Collected data entries:
>>

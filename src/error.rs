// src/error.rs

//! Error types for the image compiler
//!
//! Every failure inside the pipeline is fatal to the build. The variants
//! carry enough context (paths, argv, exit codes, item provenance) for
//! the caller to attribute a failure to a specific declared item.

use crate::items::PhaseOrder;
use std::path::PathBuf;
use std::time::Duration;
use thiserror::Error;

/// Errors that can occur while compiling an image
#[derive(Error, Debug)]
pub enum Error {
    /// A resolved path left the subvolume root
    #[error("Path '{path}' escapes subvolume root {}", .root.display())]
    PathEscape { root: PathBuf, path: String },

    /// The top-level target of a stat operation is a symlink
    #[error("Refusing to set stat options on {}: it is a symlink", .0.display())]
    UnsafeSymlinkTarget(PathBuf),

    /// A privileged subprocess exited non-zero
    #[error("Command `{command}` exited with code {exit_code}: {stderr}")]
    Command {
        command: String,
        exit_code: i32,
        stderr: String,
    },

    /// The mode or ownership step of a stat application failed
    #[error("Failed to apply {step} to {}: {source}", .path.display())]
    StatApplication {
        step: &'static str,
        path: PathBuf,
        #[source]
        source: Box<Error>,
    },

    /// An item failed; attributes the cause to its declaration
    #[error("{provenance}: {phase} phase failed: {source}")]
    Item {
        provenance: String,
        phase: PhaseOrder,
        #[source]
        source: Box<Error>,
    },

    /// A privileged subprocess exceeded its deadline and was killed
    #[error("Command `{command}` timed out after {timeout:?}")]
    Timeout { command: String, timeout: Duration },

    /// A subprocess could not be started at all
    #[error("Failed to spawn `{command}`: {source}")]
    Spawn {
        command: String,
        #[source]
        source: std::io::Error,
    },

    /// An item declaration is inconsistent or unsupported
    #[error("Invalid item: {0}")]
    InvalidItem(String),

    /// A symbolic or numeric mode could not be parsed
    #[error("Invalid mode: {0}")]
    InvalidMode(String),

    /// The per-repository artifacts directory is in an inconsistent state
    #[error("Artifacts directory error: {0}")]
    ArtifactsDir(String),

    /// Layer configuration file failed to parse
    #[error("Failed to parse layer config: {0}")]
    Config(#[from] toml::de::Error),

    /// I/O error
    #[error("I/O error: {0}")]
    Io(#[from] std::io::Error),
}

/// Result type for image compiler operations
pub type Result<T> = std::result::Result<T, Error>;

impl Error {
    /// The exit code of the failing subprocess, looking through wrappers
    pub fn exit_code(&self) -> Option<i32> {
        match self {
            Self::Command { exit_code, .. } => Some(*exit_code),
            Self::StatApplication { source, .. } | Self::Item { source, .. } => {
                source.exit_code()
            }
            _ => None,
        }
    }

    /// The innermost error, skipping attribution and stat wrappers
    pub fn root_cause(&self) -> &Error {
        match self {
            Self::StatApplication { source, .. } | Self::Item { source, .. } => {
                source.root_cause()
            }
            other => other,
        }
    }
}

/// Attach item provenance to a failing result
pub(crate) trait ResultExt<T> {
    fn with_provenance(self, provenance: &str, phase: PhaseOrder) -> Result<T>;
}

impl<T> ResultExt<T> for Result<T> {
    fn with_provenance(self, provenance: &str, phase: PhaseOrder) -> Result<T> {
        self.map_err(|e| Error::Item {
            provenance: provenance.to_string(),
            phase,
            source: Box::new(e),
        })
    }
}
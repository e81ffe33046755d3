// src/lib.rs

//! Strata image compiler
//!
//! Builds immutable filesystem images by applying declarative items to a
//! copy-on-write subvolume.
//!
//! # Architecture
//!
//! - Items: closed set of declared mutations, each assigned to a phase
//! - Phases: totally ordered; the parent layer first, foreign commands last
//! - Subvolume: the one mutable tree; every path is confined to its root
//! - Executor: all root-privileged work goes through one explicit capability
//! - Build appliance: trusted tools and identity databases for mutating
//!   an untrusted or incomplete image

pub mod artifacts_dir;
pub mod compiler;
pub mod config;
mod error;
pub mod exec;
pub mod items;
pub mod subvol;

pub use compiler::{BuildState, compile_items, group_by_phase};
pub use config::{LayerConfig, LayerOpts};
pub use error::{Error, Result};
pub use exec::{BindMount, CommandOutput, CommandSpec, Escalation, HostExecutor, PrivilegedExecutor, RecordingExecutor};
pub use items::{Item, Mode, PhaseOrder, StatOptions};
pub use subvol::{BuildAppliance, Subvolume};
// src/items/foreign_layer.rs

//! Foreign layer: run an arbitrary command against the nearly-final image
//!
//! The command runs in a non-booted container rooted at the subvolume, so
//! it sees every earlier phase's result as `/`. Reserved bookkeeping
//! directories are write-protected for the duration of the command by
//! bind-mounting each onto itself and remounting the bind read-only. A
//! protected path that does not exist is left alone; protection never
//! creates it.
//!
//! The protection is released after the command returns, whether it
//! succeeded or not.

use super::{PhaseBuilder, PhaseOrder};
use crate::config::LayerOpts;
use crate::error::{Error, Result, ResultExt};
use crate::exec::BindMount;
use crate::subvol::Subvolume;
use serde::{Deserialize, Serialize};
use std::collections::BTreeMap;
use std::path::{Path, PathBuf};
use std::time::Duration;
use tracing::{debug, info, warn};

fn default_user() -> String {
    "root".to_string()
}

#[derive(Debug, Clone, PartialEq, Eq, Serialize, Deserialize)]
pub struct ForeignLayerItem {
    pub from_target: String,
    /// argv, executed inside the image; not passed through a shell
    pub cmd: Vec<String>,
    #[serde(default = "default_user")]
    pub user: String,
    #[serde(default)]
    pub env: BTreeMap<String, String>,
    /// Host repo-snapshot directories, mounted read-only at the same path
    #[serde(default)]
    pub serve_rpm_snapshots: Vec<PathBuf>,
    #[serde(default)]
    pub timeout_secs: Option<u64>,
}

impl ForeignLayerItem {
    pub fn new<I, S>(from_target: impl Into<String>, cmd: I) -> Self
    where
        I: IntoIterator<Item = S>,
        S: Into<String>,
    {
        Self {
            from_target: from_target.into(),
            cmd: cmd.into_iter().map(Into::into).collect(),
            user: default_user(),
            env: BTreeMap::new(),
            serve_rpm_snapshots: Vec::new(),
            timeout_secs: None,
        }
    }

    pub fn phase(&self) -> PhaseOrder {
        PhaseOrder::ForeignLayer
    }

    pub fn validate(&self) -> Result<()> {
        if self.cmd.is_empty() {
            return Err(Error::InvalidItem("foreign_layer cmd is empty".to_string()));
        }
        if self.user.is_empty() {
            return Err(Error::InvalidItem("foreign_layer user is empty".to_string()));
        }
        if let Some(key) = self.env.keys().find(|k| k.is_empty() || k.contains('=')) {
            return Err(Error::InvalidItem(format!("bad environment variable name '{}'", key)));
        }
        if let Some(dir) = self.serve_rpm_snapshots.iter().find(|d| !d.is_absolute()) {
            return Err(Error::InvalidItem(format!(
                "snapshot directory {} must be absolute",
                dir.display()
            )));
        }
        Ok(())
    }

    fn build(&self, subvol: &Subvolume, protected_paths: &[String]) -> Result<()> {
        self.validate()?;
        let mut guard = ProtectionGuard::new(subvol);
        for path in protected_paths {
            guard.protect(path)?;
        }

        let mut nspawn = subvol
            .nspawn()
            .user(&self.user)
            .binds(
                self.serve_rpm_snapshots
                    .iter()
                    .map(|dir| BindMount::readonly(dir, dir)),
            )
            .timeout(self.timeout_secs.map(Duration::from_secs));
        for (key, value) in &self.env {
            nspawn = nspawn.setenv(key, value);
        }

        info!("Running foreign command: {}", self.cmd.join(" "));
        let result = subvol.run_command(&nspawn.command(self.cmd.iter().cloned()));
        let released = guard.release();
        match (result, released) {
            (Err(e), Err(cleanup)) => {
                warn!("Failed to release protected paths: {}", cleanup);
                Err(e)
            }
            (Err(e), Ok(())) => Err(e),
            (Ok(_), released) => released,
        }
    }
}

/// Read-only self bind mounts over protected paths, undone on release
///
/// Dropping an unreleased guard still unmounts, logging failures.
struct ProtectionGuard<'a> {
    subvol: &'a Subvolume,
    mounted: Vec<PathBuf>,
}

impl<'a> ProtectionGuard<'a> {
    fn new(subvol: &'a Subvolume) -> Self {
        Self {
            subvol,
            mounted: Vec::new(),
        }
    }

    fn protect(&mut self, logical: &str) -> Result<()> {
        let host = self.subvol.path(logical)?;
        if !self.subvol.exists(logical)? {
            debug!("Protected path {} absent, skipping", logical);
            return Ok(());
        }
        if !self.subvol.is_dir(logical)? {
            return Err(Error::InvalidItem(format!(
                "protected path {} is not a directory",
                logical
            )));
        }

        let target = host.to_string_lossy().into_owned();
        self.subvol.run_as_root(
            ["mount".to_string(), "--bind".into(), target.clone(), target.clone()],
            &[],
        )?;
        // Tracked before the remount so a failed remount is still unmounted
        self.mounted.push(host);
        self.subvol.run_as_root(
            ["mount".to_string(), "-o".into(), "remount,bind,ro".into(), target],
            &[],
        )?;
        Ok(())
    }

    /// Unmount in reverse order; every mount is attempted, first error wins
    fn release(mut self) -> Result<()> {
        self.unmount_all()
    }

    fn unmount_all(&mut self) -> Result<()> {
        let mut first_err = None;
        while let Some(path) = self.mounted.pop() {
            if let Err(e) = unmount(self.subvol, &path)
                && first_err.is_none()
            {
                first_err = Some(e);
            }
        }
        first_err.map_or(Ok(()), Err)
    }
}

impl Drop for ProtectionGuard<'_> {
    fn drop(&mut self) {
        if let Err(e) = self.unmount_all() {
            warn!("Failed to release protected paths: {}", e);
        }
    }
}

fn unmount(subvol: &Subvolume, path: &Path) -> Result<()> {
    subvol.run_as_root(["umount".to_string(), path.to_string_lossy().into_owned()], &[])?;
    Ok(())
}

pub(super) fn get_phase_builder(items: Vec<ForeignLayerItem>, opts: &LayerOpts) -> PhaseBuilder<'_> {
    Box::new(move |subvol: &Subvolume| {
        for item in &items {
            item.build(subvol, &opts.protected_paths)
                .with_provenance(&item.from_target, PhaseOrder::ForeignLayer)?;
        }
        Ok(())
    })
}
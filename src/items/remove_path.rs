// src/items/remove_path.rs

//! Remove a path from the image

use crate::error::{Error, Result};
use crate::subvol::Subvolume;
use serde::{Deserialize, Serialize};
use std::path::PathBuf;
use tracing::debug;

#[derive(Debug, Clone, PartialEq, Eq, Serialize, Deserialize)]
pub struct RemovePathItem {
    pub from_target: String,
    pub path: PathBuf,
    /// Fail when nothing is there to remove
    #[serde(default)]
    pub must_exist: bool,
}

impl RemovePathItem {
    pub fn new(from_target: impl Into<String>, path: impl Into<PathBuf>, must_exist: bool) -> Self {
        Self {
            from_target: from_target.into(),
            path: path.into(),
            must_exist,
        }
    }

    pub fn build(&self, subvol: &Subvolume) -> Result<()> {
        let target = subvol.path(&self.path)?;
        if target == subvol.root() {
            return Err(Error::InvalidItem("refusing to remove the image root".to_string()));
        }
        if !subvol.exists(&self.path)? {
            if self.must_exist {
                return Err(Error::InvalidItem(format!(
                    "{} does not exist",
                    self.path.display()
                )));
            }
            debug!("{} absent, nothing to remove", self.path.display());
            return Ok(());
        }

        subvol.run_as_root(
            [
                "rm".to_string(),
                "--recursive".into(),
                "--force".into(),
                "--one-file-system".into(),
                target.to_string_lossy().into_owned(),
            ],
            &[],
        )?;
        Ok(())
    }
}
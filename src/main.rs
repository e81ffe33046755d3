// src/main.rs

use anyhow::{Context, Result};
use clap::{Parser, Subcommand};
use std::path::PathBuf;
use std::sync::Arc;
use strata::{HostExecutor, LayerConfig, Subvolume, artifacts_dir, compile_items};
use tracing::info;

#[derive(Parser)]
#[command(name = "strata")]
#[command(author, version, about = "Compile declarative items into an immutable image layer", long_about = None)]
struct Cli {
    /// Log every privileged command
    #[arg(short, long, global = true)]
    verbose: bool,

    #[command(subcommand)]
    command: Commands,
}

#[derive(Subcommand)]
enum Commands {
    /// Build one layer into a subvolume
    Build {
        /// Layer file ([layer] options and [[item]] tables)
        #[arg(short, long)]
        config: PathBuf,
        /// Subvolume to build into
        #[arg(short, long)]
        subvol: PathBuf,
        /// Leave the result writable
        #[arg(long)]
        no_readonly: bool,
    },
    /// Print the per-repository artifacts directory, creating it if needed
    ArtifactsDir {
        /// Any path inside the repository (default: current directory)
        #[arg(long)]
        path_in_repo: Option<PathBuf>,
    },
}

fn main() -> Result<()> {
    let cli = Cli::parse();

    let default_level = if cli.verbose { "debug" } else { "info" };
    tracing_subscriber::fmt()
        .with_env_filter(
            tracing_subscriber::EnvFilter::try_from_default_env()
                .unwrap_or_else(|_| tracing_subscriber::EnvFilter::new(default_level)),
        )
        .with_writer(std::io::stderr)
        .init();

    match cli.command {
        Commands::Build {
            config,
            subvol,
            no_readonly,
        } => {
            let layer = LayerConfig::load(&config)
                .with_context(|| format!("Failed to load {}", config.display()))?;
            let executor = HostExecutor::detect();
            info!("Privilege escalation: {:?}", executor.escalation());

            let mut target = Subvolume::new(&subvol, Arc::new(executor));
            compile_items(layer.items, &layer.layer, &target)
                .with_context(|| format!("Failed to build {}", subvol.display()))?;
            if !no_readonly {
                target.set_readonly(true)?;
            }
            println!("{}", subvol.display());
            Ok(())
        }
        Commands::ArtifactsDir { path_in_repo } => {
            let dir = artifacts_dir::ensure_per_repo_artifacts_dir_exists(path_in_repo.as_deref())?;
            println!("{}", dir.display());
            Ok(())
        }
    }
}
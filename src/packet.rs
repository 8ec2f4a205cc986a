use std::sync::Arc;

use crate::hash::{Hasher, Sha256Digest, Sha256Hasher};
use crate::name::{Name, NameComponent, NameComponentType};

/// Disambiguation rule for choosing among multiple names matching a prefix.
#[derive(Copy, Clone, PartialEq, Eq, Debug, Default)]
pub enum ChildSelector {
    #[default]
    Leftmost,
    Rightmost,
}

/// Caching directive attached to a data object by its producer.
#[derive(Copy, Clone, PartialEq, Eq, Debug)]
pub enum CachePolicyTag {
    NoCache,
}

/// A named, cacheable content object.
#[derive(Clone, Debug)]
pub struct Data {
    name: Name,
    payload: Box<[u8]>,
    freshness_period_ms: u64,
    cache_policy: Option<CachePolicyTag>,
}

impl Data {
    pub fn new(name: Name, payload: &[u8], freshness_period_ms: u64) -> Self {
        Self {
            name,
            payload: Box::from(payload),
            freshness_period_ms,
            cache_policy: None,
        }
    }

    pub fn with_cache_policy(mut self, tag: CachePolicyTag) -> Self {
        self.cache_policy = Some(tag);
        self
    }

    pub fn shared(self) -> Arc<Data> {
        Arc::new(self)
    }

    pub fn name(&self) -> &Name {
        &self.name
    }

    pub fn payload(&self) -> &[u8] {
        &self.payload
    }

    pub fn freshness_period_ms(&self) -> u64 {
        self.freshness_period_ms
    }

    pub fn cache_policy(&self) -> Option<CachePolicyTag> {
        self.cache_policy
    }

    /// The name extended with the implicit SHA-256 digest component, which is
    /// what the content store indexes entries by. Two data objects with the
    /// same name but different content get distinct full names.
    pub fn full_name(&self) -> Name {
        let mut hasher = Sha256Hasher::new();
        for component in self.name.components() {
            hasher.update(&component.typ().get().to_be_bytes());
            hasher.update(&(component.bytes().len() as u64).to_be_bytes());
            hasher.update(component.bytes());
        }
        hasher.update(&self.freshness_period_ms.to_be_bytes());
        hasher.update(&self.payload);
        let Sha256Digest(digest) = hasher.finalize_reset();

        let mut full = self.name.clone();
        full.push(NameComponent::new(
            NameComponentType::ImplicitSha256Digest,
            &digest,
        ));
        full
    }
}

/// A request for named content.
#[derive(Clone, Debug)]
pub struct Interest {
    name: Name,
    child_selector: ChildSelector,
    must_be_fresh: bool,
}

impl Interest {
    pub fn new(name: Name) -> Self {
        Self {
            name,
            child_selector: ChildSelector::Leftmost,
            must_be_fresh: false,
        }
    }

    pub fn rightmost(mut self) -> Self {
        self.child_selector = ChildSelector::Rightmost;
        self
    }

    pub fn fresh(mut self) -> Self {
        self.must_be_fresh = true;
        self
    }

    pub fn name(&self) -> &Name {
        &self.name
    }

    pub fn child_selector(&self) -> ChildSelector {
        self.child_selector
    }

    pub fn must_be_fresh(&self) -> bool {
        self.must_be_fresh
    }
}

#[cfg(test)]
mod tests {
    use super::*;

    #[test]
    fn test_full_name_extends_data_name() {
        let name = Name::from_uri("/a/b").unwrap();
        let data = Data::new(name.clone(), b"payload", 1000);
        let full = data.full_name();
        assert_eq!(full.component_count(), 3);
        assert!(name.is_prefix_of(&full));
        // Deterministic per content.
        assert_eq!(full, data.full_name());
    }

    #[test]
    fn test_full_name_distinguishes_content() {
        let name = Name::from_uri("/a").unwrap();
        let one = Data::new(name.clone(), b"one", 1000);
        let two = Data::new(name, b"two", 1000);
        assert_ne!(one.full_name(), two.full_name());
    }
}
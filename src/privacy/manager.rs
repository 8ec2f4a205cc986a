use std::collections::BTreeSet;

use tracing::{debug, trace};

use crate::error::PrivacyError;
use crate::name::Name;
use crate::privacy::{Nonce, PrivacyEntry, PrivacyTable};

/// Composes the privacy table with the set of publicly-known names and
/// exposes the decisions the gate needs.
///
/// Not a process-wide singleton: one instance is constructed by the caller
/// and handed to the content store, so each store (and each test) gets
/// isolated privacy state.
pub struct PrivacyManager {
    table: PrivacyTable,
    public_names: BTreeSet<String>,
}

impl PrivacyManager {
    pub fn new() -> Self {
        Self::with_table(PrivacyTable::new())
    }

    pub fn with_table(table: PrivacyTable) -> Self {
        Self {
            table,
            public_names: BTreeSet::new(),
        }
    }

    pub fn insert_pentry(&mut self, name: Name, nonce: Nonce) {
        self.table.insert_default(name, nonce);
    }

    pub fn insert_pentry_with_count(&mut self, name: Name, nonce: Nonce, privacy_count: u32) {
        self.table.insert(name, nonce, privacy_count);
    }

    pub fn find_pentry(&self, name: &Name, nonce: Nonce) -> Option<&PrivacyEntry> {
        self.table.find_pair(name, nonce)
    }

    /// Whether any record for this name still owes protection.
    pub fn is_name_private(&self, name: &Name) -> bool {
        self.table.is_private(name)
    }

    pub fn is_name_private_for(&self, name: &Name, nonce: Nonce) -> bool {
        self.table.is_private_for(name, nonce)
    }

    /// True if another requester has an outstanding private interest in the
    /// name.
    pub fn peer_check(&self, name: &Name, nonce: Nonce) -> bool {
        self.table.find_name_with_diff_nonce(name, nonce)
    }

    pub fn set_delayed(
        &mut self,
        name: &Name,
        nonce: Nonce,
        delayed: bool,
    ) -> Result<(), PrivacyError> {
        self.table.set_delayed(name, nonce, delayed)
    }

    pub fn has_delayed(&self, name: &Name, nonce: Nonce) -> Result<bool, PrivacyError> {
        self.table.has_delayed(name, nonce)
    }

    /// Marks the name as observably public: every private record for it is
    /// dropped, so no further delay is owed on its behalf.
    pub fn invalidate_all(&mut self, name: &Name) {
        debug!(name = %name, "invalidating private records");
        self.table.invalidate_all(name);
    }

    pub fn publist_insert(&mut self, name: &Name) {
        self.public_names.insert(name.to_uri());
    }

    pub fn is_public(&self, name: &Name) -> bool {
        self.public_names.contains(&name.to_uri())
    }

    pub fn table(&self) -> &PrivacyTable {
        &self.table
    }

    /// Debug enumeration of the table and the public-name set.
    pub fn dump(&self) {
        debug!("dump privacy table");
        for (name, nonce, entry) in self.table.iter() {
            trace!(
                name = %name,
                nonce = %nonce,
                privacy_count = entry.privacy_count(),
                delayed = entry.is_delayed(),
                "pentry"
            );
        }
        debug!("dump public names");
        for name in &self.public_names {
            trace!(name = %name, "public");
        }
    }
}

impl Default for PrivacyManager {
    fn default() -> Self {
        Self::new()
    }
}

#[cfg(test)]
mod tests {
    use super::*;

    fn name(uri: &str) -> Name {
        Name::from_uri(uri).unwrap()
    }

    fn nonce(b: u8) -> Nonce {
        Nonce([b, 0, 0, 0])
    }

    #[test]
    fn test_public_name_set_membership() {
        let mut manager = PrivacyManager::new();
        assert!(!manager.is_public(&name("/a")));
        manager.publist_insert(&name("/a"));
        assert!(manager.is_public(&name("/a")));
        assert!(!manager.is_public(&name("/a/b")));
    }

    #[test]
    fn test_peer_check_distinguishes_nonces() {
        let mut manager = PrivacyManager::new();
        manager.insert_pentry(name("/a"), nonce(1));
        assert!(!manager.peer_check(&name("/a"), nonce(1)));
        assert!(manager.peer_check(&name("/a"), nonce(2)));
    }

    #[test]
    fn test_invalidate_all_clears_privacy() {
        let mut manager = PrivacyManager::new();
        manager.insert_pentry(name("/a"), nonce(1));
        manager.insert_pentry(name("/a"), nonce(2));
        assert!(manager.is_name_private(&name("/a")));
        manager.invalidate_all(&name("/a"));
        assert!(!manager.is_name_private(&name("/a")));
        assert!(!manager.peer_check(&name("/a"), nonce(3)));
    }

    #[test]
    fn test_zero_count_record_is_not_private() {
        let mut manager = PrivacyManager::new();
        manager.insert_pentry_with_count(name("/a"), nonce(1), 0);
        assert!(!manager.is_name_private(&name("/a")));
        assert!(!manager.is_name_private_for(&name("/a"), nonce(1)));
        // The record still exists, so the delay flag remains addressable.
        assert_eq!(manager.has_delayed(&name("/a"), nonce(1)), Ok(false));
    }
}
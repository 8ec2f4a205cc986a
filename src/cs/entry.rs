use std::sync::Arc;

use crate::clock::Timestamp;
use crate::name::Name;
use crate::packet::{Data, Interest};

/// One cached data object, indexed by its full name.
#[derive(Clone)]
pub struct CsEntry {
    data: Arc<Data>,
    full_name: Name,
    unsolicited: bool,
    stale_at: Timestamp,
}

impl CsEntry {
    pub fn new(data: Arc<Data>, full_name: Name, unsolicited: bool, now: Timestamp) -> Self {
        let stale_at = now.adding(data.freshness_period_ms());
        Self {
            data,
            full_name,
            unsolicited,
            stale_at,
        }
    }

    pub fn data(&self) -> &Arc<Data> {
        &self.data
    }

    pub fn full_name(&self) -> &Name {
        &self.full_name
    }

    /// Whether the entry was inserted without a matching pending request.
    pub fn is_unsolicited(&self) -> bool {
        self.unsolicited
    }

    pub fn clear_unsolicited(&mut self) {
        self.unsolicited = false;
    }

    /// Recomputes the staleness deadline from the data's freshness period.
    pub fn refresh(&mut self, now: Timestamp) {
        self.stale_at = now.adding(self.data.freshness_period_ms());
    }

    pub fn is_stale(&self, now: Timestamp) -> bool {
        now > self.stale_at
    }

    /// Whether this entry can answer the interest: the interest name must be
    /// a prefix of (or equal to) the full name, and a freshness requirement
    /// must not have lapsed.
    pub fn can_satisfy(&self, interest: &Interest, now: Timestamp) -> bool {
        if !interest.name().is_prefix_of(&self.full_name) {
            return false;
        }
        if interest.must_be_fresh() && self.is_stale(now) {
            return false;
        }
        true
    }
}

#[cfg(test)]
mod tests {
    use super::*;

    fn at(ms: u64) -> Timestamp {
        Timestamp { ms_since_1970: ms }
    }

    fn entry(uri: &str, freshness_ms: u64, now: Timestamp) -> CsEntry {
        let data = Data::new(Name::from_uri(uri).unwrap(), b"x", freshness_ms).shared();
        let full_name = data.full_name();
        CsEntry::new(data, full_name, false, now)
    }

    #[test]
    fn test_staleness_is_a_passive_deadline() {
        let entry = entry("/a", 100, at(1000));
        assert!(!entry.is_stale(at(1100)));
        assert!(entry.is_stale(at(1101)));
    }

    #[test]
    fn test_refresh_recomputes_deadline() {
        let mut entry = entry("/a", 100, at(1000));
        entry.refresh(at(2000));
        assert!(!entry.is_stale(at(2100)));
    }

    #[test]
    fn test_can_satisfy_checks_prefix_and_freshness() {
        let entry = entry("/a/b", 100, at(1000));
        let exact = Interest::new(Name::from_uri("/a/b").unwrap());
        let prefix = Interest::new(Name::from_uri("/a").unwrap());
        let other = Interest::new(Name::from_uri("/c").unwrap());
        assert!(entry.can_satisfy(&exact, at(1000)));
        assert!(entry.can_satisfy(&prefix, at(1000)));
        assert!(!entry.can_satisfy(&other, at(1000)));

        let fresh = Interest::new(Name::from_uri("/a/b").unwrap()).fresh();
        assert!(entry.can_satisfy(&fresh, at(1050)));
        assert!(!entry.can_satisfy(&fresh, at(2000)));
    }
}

<<

What you should do —
Check the entries above for the word "exited" and copy every line where it turns up.

Exercise solution —
    /// A privileged subprocess exited non-zero
    #[error("Command `{command}` exited with code {exit_code}: {stderr}")]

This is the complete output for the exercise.